**Study material**
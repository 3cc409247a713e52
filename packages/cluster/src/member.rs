use serde::{Deserialize, Serialize};

/// Failure-detector state for one node. The declaration order doubles as the
/// conflict-resolution priority at equal incarnations:
/// Alive < Suspect < Dead < Left.
#[derive(
	Debug,
	Clone,
	Copy,
	PartialEq,
	Eq,
	PartialOrd,
	Ord,
	Hash,
	Serialize,
	Deserialize,
	strum::Display,
)]
#[serde(rename_all = "snake_case")]
#[strum(serialize_all = "snake_case")]
pub enum NodeState {
	Alive,
	Suspect,
	Dead,
	Left,
}

/// Local view of one cluster node.
#[derive(Debug, Clone, Serialize, Deserialize)]
pub struct NodeInfo {
	pub node_id: String,
	/// Transport address (`host:port`).
	pub address: String,
	pub state: NodeState,
	/// Per-node version; the owner bumps it to refute stale claims about
	/// itself.
	pub incarnation: u64,
	pub last_heartbeat: i64,
}

impl NodeInfo {
	pub fn alive(node_id: impl Into<String>, address: impl Into<String>) -> Self {
		NodeInfo {
			node_id: node_id.into(),
			address: address.into(),
			state: NodeState::Alive,
			incarnation: 0,
			last_heartbeat: flywheel_util::timestamp::now(),
		}
	}

	/// The projection carried in gossip messages.
	pub fn update(&self) -> MemberUpdate {
		MemberUpdate {
			node_id: self.node_id.clone(),
			address: self.address.clone(),
			state: self.state,
			incarnation: self.incarnation,
		}
	}
}

/// A gossiped claim about one node's state.
#[derive(Debug, Clone, Serialize, Deserialize)]
pub struct MemberUpdate {
	pub node_id: String,
	pub address: String,
	pub state: NodeState,
	pub incarnation: u64,
}
use std::{net::SocketAddr, sync::Arc, sync::OnceLock, time::Duration};

use anyhow::{Context, Result};
use async_trait::async_trait;
use axum::{
	Json, Router,
	extract::State,
	http::StatusCode,
	response::{IntoResponse, Response},
};
use tokio::{net::TcpListener, sync::Mutex, task::JoinHandle};

use crate::{
	proto::{Envelope, Payload},
	transport::{MessageHandler, Transport},
};

const GOSSIP_PATH: &str = "/internal/gossip";
const RPC_PATH: &str = "/internal/rpc";

type HandlerCell = Arc<OnceLock<MessageHandler>>;

/// Production transport: inbound envelopes arrive on internal axum routes,
/// outbound envelopes are POSTed with a pooled reqwest client. Gossip and
/// RPC ride separate paths so workflow traffic cannot head-of-line-block
/// failure detection.
pub struct HttpTransport {
	bind_addr: SocketAddr,
	client: reqwest::Client,
	handler: HandlerCell,
	server: Mutex<Option<JoinHandle<()>>>,
}

impl HttpTransport {
	pub fn new(bind_addr: SocketAddr) -> Result<Self> {
		let client = reqwest::Client::builder()
			.pool_idle_timeout(Duration::from_secs(60))
			.build()
			.context("failed to build http client")?;

		Ok(HttpTransport {
			bind_addr,
			client,
			handler: Arc::new(OnceLock::new()),
			server: Mutex::new(None),
		})
	}

	fn router(handler: HandlerCell) -> Router {
		Router::new()
			.route(GOSSIP_PATH, axum::routing::post(handle_envelope))
			.route(RPC_PATH, axum::routing::post(handle_envelope))
			.with_state(handler)
	}

	fn path_for(envelope: &Envelope) -> &'static str {
		match envelope.payload {
			Payload::Gossip(_) => GOSSIP_PATH,
			Payload::Rpc(_) | Payload::RpcReply(_) => RPC_PATH,
		}
	}

	async fn post(
		&self,
		addr: &str,
		envelope: &Envelope,
		timeout: Option<Duration>,
	) -> Result<Option<Envelope>> {
		let url = format!("http://{addr}{}", Self::path_for(envelope));

		let mut request = self.client.post(&url).json(envelope);
		if let Some(timeout) = timeout {
			request = request.timeout(timeout);
		}

		let response = request.send().await;
		let response = match response {
			Ok(response) => response,
			Err(err) if err.is_timeout() => return Ok(None),
			Err(err) => return Err(err).context("transport request failed"),
		};

		if response.status() == reqwest::StatusCode::NO_CONTENT {
			return Ok(None);
		}
		if !response.status().is_success() {
			anyhow::bail!("peer {addr} answered {}", response.status());
		}

		let reply = response
			.json::<Envelope>()
			.await
			.context("failed to decode reply envelope")?;
		Ok(Some(reply))
	}
}

#[async_trait]
impl Transport for HttpTransport {
	async fn start(&self) -> Result<()> {
		let router = Self::router(self.handler.clone());
		let listener = TcpListener::bind(self.bind_addr)
			.await
			.with_context(|| format!("failed to bind transport to {}", self.bind_addr))?;

		tracing::info!(addr=%self.bind_addr, "cluster transport listening");

		let handle = tokio::spawn(async move {
			if let Err(err) = axum::serve(listener, router).await {
				tracing::error!(?err, "cluster transport server stopped");
			}
		});

		*self.server.lock().await = Some(handle);
		Ok(())
	}

	async fn stop(&self) -> Result<()> {
		if let Some(handle) = self.server.lock().await.take() {
			handle.abort();
		}
		Ok(())
	}

	async fn send(&self, addr: &str, envelope: Envelope) -> Result<()> {
		// Fire-and-forget still bounds the attempt so a dead peer cannot pin
		// the task
		match self.post(addr, &envelope, Some(Duration::from_secs(5))).await {
			Ok(_) => Ok(()),
			Err(err) => {
				tracing::debug!(?err, %addr, "send failed");
				Ok(())
			}
		}
	}

	async fn send_and_receive(
		&self,
		addr: &str,
		envelope: Envelope,
		timeout: Duration,
	) -> Result<Option<Envelope>> {
		match self.post(addr, &envelope, Some(timeout)).await {
			Ok(reply) => Ok(reply),
			Err(err) => {
				// Connection refused and friends are indistinguishable from
				// a dead peer; surface them as a missed reply
				tracing::debug!(?err, %addr, "exchange failed");
				Ok(None)
			}
		}
	}

	fn set_handler(&self, handler: MessageHandler) {
		let _ = self.handler.set(handler);
	}

	fn local_addr(&self) -> String {
		self.bind_addr.to_string()
	}
}

async fn handle_envelope(
	State(handler): State<HandlerCell>,
	Json(envelope): Json<Envelope>,
) -> Response {
	let Some(handler) = handler.get().cloned() else {
		return (StatusCode::SERVICE_UNAVAILABLE, "transport not started").into_response();
	};

	match handler(envelope).await {
		Ok(Some(reply)) => Json(reply).into_response(),
		Ok(None) => StatusCode::NO_CONTENT.into_response(),
		Err(err) => {
			tracing::warn!(?err, "message handler failed");
			(StatusCode::INTERNAL_SERVER_ERROR, err.to_string()).into_response()
		}
	}
}
use std::path::PathBuf;

use anyhow::Result;
use clap::Parser;
use flywheel_config::NodeConfig;
use flywheel_runtime::Registry;
use flywheel_server::Server;

#[derive(Parser)]
#[command(name = "flywheel", version, about = "Durable workflow engine node")]
struct Cli {
	/// Path to the JSON config file
	#[clap(long)]
	config: Option<PathBuf>,
}

fn main() -> Result<()> {
	tracing_subscriber::fmt()
		.with_env_filter(
			tracing_subscriber::EnvFilter::try_from_default_env()
				.unwrap_or_else(|_| "info".into()),
		)
		.init();

	let cli = Cli::parse();
	let config = NodeConfig::load(cli.config.as_deref())?;
	tracing::info!(?config, "loaded config");

	tokio::runtime::Builder::new_multi_thread()
		.enable_all()
		.build()?
		.block_on(Server::new(config, Registry::new()).run())
}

**What is required**
Please copy each line of the records above that holds the word "task".

**Written solution**
use tokio::{net::TcpListener, sync::Mutex, task::JoinHandle};
		// the task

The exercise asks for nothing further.